URL Parameters as a single solution vs Canonical tags
-
Hi all,
We are running a classifieds platform in Spain (mercadonline.es) that has a lot of duplicate content. The majority of our duplicate content consists of URL's that contain site parameters. In other words, they are the result of multiple pages within the same subcategory, that are sorted by different field names like price and type of ad. I believe if I assign the correct group of url's to each parameter in Google webmastertools then a lot these duplicate issues will be resolved.
Still a few questions remain:
- Once I set f.ex. the 'page' parameter and i choose 'paginates' as a behaviour, will I let Googlebot decide whether to index these pages or do i set them to 'no'? Since I told Google Webmaster what type of URL's contain this parameter, it will know that these are relevant pages, yet not always completely different in content. Other url's that contain 'sortby' don't differ in content at all so i set these to 'sorting' as behaviour and set them to 'no' for google crawling.
- What parameter can I use to assign this to 'search' I.e. the parameter that causes the URL's to contain an internal search string. Since this search parameter changes all the time depending on the user input, how can I choose the best one. I think I need 'specifies'?

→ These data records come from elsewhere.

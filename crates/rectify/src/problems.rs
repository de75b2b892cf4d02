//! Apply-stage numeric problems: compute a circle's area from a stated
//! radius or diameter using a stated approximation of π.

/// The dimension a problem states.
#[derive(Clone, Copy, Debug, PartialEq)]
pub enum GivenSize {
    Radius(f64),
    Diameter(f64),
}

/// One practice problem.
#[derive(Clone, Copy, Debug, PartialEq)]
pub struct AreaProblem {
    pub given: GivenSize,
    /// The approximation of π the learner is told to use.
    pub pi: f64,
}

impl AreaProblem {
    pub fn radius(&self) -> f64 {
        match self.given {
            GivenSize::Radius(r) => r,
            GivenSize::Diameter(d) => d / 2.0,
        }
    }

    /// Expected answer under the problem's π approximation.
    pub fn area(&self) -> f64 {
        let r = self.radius();
        self.pi * r * r
    }

    /// Check a learner's numeric answer. Absolute tolerance, sized for
    /// re-typed short decimals.
    pub fn check(&self, answer: f64) -> bool {
        (answer - self.area()).abs() < 1e-6
    }
}

/// The reference practice set, easiest first.
pub fn practice_set() -> [AreaProblem; 3] {
    [
        AreaProblem {
            given: GivenSize::Radius(3.0),
            pi: 3.0,
        },
        AreaProblem {
            given: GivenSize::Diameter(8.0),
            pi: 3.1,
        },
        AreaProblem {
            given: GivenSize::Radius(10.0),
            pi: 3.14,
        },
    ]
}

#[cfg(test)]
mod tests {
    use super::*;

    #[test]
    fn reference_answers() {
        let set = practice_set();
        assert_eq!(set[0].area(), 27.0);
        assert!((set[1].area() - 49.6).abs() < 1e-9);
        assert!((set[2].area() - 314.0).abs() < 1e-9);
    }

    #[test]
    fn diameter_halves_to_radius() {
        let p = AreaProblem {
            given: GivenSize::Diameter(8.0),
            pi: 3.1,
        };
        assert_eq!(p.radius(), 4.0);
    }

    #[test]
    fn check_accepts_retyped_decimals() {
        let p = practice_set()[1];
        assert!(p.check(49.6));
        assert!(!p.check(49.0));
        assert!(!p.check(50.0));
    }
}
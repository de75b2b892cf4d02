//! Uniform partition of the circle into congruent sectors.

use std::f64::consts::{FRAC_PI_2, TAU};

use super::types::{SceneCfg, Sector, SectorId};

/// Fill palette cycled across sectors in partition order.
pub const PALETTE: [&str; 12] = [
    "#FF6B6B", "#4ECDC4", "#45B7D1", "#FFA07A", "#98D8C8", "#F7DC6F", "#BB8FCE", "#85C1E2",
    "#F8B739", "#6C5CE7", "#A29BFE", "#FD79A8",
];

/// Partition the circle into `count` congruent sectors.
///
/// Sector `i` is the base wedge (bisector pointing up) rotated by
/// `i · 2π/count` about `cfg.center`, so the set reconstructs the full
/// circle when rendered. `count == 0` yields an empty set.
///
/// The page draws counts from a fixed set (4, 8, …, 128) but any positive
/// count works.
pub fn partition_circle(count: usize, cfg: &SceneCfg) -> Vec<Sector> {
    if count == 0 {
        return Vec::new();
    }
    let step = TAU / count as f64;
    let start = -FRAC_PI_2 - step / 2.0;
    let end = -FRAC_PI_2 + step / 2.0;
    (0..count)
        .map(|i| Sector {
            id: SectorId(i),
            angle: step,
            start_angle: start,
            end_angle: end,
            color: PALETTE[i % PALETTE.len()],
            stroke: None,
            pos: cfg.center,
            rotation: step * i as f64,
        })
        .collect()
}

- Do I still need to assign canonical tags for all of these url's after this process or is setting parameters in my case an alternative solution to this problem?
I can send examples of the duplicates. But most of them contain 'page', 'descending' 'sort by' etc values.
Thank you for your help.
Ivor
-
Great! All clear to me now.
I'll let you know how things will have developed soon.
Thanks for your input!
Best,
Ivor
-
Hi Ivor,
I wouldn't pay much attention to those Google guidelines about duplicate content.
Yes, Canonical tags are best practice, but what you're dealing with is dynamically generated query URLs from your CMS. If you opted to follow Google's guidelines on this you'd have to either manually set Canonical tags for each query as it is created, or set up a rule to do this automatically.
Both sound tricky to me so I'd just stick with the robots.txt alterations you've made and you should be fine.
Make sure you set back everything to index, follow. This is because you're giving the search engine instructions to ignore specific URLs in the robots.txt and you're also doing this in the meta robots function.
When this occurs the search engine gets confused and then makes it's own best judgement as per the article you've referenced.
Best to keep it simple and leave everything index, follow and keep the robots.txt in place to block these URLs and see how your results go.
Also might be a good idea to touch up your content on the page. I'd suggest about 250 words of content with your targeted keyword twice and 2-3 LSI keywords once each. You can put this at the bottom of the page, after the products so it doesnt push your products down. For more info on content you can check out my blog post here: http://searchfactory.com.au/blog/optimise-content-marketing-writing-for-google-hummingbird-semantic-search/
All the best!
Stel (@StelinSEO )
-
Hi Stel,
It all seems to work fine. After i waited until this morning for the weekly MOZ crawl, I notice the technical issues dropped almost completely. But I keep being confused whether i should allow for these pages still to be set to either "index, follow" or rather to "no-index, no follow"?
Right now, we have set dissallow commands in robots.txt, canonical tags and no index, no follow tags.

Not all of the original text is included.